Betsy Mckay & Peter Loftus, 13 August 2014, Wall Street Journal online;
“Questions and answers on experimental treatments and vaccines for Ebola”, Centres for Disease Control and Prevention, 8 August 2014.
Late diagnosis and surgical complications – identifying relevant risk - is the radiologist liable for failing to diagnose? Paul v Cooke33 By Zara Officer, Special Counsel and Vahini Chetty, Associate
Mrs Paul underwent a scan to determine whether she had a berry aneurysm in 2003, which her radiologist, Dr Cooke failed to diagnose at the time. In 2006, Mrs Paul underwent a further scan in which the aneurysm was detected.
Following her diagnosis, Mrs Paul underwent removal of the aneurysm in 2006 during the course of which the aneurysm ruptured, causing her to suffer a stroke.
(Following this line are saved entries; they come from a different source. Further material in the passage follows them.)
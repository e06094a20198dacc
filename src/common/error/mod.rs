//! Unified error types for officekit.
//!
//! This module provides a unified error type that encompasses errors from the
//! binary schema and the package layer, presenting a consistent API to users.

// Submodule declarations
pub mod conversions;
pub mod types;

// Re-exports
pub use types::{Error, Result, StatusCode};
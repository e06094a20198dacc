/// Error types for binary schema access
use thiserror::Error;

use super::field::FieldKind;

#[derive(Error, Debug, Clone, PartialEq, Eq)]
pub enum SchemaError {
    #[error("Malformed buffer: {0}")]
    MalformedBuffer(String),

    #[error("Field at slot {slot} is out of range: {reason}")]
    FieldOutOfRange { slot: u16, reason: String },

    #[error("Type mismatch at slot {slot}: expected {expected}, found {found}")]
    TypeMismatch {
        slot: u16,
        expected: FieldKind,
        found: String,
    },
}

impl SchemaError {
    pub(crate) fn out_of_range(slot: u16, reason: impl Into<String>) -> Self {
        SchemaError::FieldOutOfRange {
            slot,
            reason: reason.into(),
        }
    }

    pub(crate) fn mismatch(slot: u16, expected: FieldKind, found: impl Into<String>) -> Self {
        SchemaError::TypeMismatch {
            slot,
            expected,
            found: found.into(),
        }
    }
}

pub type Result<T> = std::result::Result<T, SchemaError>;
//! Serializes an [`OpcPackage`] into ZIP bytes.

use std::collections::BTreeMap;

use quick_xml::escape::escape;

use crate::ooxml::opc::constants::{content_type as ct, namespace};
use crate::ooxml::opc::error::{OpcError, Result};
use crate::ooxml::opc::package::OpcPackage;
use crate::ooxml::opc::packuri::{CONTENT_TYPES_URI, PACKAGE_URI, PackURI};
use crate::ooxml::opc::phys_pkg::{Compression, PhysPkgWriter};

/// Writes `[Content_Types].xml`, the package relationships, then every part
/// in part-name order, each followed by its own relationships.
///
/// The same package always produces the same bytes.
pub struct PackageWriter;

impl PackageWriter {
    pub fn to_bytes(package: &OpcPackage, compression: Compression) -> Result<Vec<u8>> {
        let mut phys_writer = PhysPkgWriter::new(compression);

        let content_types_uri = PackURI::new(CONTENT_TYPES_URI).map_err(OpcError::InvalidPackUri)?;
        let cti = ContentTypesItem::from_package(package);
        phys_writer.write(&content_types_uri, cti.to_xml().as_bytes())?;

        let package_uri = PackURI::new(PACKAGE_URI).map_err(OpcError::InvalidPackUri)?;
        phys_writer.write(&package_uri.rels_uri(), package.rels().to_xml().as_bytes())?;

        for part in package.iter_parts() {
            phys_writer.write(part.partname(), part.blob())?;
            if !part.rels().is_empty() {
                phys_writer.write(&part.partname().rels_uri(), part.rels().to_xml().as_bytes())?;
            }
        }

        phys_writer.finish()
    }
}

/// Default and Override entries for `[Content_Types].xml`.
struct ContentTypesItem {
    defaults: BTreeMap<String, String>,
    overrides: BTreeMap<String, String>,
}

impl ContentTypesItem {
    fn new() -> Self {
        let mut defaults = BTreeMap::new();
        defaults.insert("rels".to_string(), ct::OPC_RELATIONSHIPS.to_string());
        defaults.insert("xml".to_string(), ct::XML.to_string());
        Self {
            defaults,
            overrides: BTreeMap::new(),
        }
    }

    fn from_package(package: &OpcPackage) -> Self {
        let mut cti = Self::new();
        for part in package.iter_parts() {
            cti.add_content_type(part.partname(), part.content_type());
        }
        cti
    }

    /// Well-known extension/content-type pairs go into a Default entry,
    /// everything else gets an Override.
    fn add_content_type(&mut self, partname: &PackURI, content_type: &str) {
        let ext = partname.ext().to_ascii_lowercase();
        if Self::is_default_content_type(&ext, content_type) {
            self.defaults.insert(ext, content_type.to_string());
        } else {
            self.overrides
                .insert(partname.to_string(), content_type.to_string());
        }
    }

    fn is_default_content_type(ext: &str, content_type: &str) -> bool {
        matches!(
            (ext, content_type),
            ("rels", ct::OPC_RELATIONSHIPS)
                | ("xml", ct::XML)
                | ("png", "image/png")
                | ("jpg", "image/jpeg")
                | ("jpeg", "image/jpeg")
                | ("gif", "image/gif")
                | ("emf", "image/x-emf")
                | ("wmf", "image/x-wmf")
        )
    }

    fn to_xml(&self) -> String {
        let mut xml = String::with_capacity(256 + self.overrides.len() * 160);
        xml.push_str(r#"<?xml version="1.0" encoding="UTF-8" standalone="yes"?>"#);
        xml.push('\n');
        xml.push_str(&format!(r#"<Types xmlns="{}">"#, namespace::OPC_CONTENT_TYPES));

        for (ext, content_type) in &self.defaults {
            xml.push_str(&format!(
                r#"<Default Extension="{}" ContentType="{}"/>"#,
                escape(ext.as_str()),
                escape(content_type.as_str())
            ));
        }
        for (partname, content_type) in &self.overrides {
            xml.push_str(&format!(
                r#"<Override PartName="{}" ContentType="{}"/>"#,
                escape(partname.as_str()),
                escape(content_type.as_str())
            ));
        }

        xml.push_str("</Types>");
        xml
    }
}

#[cfg(test)]
mod tests {
    use super::*;
    use crate::ooxml::opc::constants::relationship_type as rt;
    use crate::ooxml::opc::part::Part;
    use crate::ooxml::opc::pkgreader::PackageReader;

    fn sample_package() -> OpcPackage {
        let mut pkg = OpcPackage::new();
        let document = PackURI::new("/word/document.xml").unwrap();
        let mut part = Part::new(document.clone(), ct::WML_DOCUMENT_MAIN, &b"<w:document/>"[..]);
        let styles = PackURI::new("/word/styles.xml").unwrap();
        part.rels_mut().get_or_add(rt::STYLES, &styles);
        pkg.add_part(part);
        pkg.add_part(Part::new(styles, ct::WML_STYLES, &b"<w:styles/>"[..]));
        pkg.add_part(Part::new(
            PackURI::new("/media/logo.png").unwrap(),
            "image/png",
            &b"\x89PNG"[..],
        ));
        pkg.relate_to(&document, rt::OFFICE_DOCUMENT);
        pkg
    }

    #[test]
    fn test_content_types_xml() {
        let cti = ContentTypesItem::from_package(&sample_package());
        let xml = cti.to_xml();
        assert!(xml.contains(r#"<Default Extension="png" ContentType="image/png"/>"#));
        assert!(xml.contains(r#"<Override PartName="/word/document.xml""#));
        assert!(xml.contains(r#"<Override PartName="/word/styles.xml""#));
    }

    #[test]
    fn test_write_then_read() {
        let pkg = sample_package();
        let bytes = PackageWriter::to_bytes(&pkg, Compression::Deflated).unwrap();
        let reread = PackageReader::read(&bytes).unwrap();
        assert_eq!(reread, pkg);
    }

    #[test]
    fn test_serialization_is_stable() {
        let pkg = sample_package();
        let first = PackageWriter::to_bytes(&pkg, Compression::Stored).unwrap();
        let reread = PackageReader::read(&first).unwrap();
        let second = PackageWriter::to_bytes(&reread, Compression::Stored).unwrap();
        assert_eq!(first, second);
    }
}
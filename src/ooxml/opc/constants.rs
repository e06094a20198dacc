/// Constant values related to the Open Packaging Convention.
///
/// Content types, relationship types and namespaces for the parts this crate
/// reads or writes. Parts it merely carries through keep whatever content
/// type the source package declared.

/// Content type URIs (like MIME-types) that specify a part's format
pub mod content_type {
    // Office common content types
    pub const OFC_THEME: &str = "application/vnd.openxmlformats-officedocument.theme+xml";

    // OPC core content types
    pub const OPC_CORE_PROPERTIES: &str =
        "application/vnd.openxmlformats-package.core-properties+xml";
    pub const OPC_RELATIONSHIPS: &str = "application/vnd.openxmlformats-package.relationships+xml";

    // WordprocessingML content types
    pub const WML_DOCUMENT_MAIN: &str =
        "application/vnd.openxmlformats-officedocument.wordprocessingml.document.main+xml";
    pub const WML_STYLES: &str =
        "application/vnd.openxmlformats-officedocument.wordprocessingml.styles+xml";

    // SpreadsheetML content types
    pub const SML_SHEET_MAIN: &str =
        "application/vnd.openxmlformats-officedocument.spreadsheetml.sheet.main+xml";
    pub const SML_SHEET_MACRO: &str = "application/vnd.ms-excel.sheet.macroEnabled.main+xml";
    pub const SML_WORKSHEET: &str =
        "application/vnd.openxmlformats-officedocument.spreadsheetml.worksheet+xml";
    pub const SML_STYLES: &str =
        "application/vnd.openxmlformats-officedocument.spreadsheetml.styles+xml";

    // PresentationML content types
    pub const PML_PRESENTATION_MAIN: &str =
        "application/vnd.openxmlformats-officedocument.presentationml.presentation.main+xml";
    pub const PML_TEMPLATE_MAIN: &str =
        "application/vnd.openxmlformats-officedocument.presentationml.template.main+xml";
    pub const PML_SLIDE: &str = "application/vnd.openxmlformats-officedocument.presentationml.slide+xml";
    pub const PML_SLIDE_MASTER: &str =
        "application/vnd.openxmlformats-officedocument.presentationml.slideMaster+xml";
    pub const PML_SLIDE_LAYOUT: &str =
        "application/vnd.openxmlformats-officedocument.presentationml.slideLayout+xml";

    /// Encoded `CoreProperties` record
    pub const CORE_PROPERTIES_BIN: &str = "application/vnd.officekit.core-properties";

    /// Encoded `ExcelProperties` record
    pub const EXCEL_PROPERTIES_BIN: &str = "application/vnd.officekit.excel-properties";

    // Generic XML
    pub const XML: &str = "application/xml";

    /// Fallback for parts without a declared content type
    pub const OCTET_STREAM: &str = "application/octet-stream";
}

/// XML namespace URIs used in OPC packages
pub mod namespace {
    /// Office relationships namespace
    pub const OFC_RELATIONSHIPS: &str =
        "http://schemas.openxmlformats.org/officeDocument/2006/relationships";

    /// OPC relationships namespace
    pub const OPC_RELATIONSHIPS: &str =
        "http://schemas.openxmlformats.org/package/2006/relationships";

    /// OPC content types namespace
    pub const OPC_CONTENT_TYPES: &str =
        "http://schemas.openxmlformats.org/package/2006/content-types";
}

/// Relationship type URIs used in OPC packages
pub mod relationship_type {
    pub const CORE_PROPERTIES: &str =
        "http://schemas.openxmlformats.org/package/2006/relationships/metadata/core-properties";
    pub const OFFICE_DOCUMENT: &str =
        "http://schemas.openxmlformats.org/officeDocument/2006/relationships/officeDocument";
    pub const STYLES: &str =
        "http://schemas.openxmlformats.org/officeDocument/2006/relationships/styles";
    pub const THEME: &str =
        "http://schemas.openxmlformats.org/officeDocument/2006/relationships/theme";
    pub const WORKSHEET: &str =
        "http://schemas.openxmlformats.org/officeDocument/2006/relationships/worksheet";
    pub const SLIDE_MASTER: &str =
        "http://schemas.openxmlformats.org/officeDocument/2006/relationships/slideMaster";
    pub const SLIDE_LAYOUT: &str =
        "http://schemas.openxmlformats.org/officeDocument/2006/relationships/slideLayout";

    /// Link from the package to its encoded `CoreProperties`
    pub const CORE_PROPERTIES_RECORD: &str = "urn:officekit:relationships:core-properties";

    /// Link from a workbook or worksheet to its encoded `ExcelProperties`
    pub const EXCEL_PROPERTIES: &str = "urn:officekit:relationships:excel-properties";
}
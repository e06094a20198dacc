//! Open Packaging Conventions (OPC) layer.
//!
//! Parts, relationships and content types of ZIP-based Office packages,
//! plus the [`PackageGateway`] through which documents are read and saved.

pub mod constants;
pub mod error;
pub mod gateway;
pub mod package;
pub mod packuri;
pub mod part;
pub mod phys_pkg;
pub mod pkgreader;
pub mod pkgwriter;
pub mod rel;

pub use error::OpcError;
pub use gateway::{OoxmlGateway, PackageGateway};
pub use package::OpcPackage;
pub use packuri::PackURI;
pub use part::Part;
pub use phys_pkg::Compression;
pub use rel::{Relationship, Relationships};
Dr Cooke had no involvement in that surgery.
Mrs Paul subsequently brought proceedings against Dr Cooke alleging that he was negligent in failing to diagnose the aneurysm in 2003 holding him responsible for the stroke.
Based on the evidence that in 2003 a procedure known as clipping was used to remove such aneurysms and that in 2006, a different procedure known as coiling was used, Mrs Paul argued that in the event she had undergone surgery in 2003, she would have avoided the injury.
Clipping involved open brain surgery whereas coiling was a procedure performed through the arteries. Although both procedures carried an approximately equal inherent risk of rupture, there was found to have been an increased risk of stroke in the event of rupture with coiling as there was greater access to minimise damage from the rupture during clipping by virtue of it being an open brain procedure.
Rupture and stroke were an inherent risk in both surgeries and could not be avoided with the exercise of reasonable care and skill.
The Court found that had there been a correct diagnosis in 2003, Mrs Paul would willingly have faced the risk of surgery then.
The evidence indicated that the delayed diagnosis did not itself increase the risks associated with surgery in that Mrs Paul’s aneurysm did not change in size, shape or propensity to rupture during those three years.
The Court concluded that Mrs Paul’s condition pre-dated Dr Cooke’s failure to diagnose and the relevant risk – the risk of surgery - only arose after the aneurysm had been diagnosed. Although Dr Cooke had breached his duty to Mrs Paul by failing to diagnose her in 2003, this failure did not cause the stroke Mrs Cooke suffered during her surgery. Dr Cooke did not create the relevant risk and the risk could never materialise until Ms Paul chose to undergo surgery.
Dr Cooke was not held liable for the harm suffered by Mrs Paul despite his failure to diagnose as there was no causal connection.
See Paul v Cooke  NSWCA 311, where ss. 5D(1) and 5I Civil Liability Act 2002 (NSW) are discussed.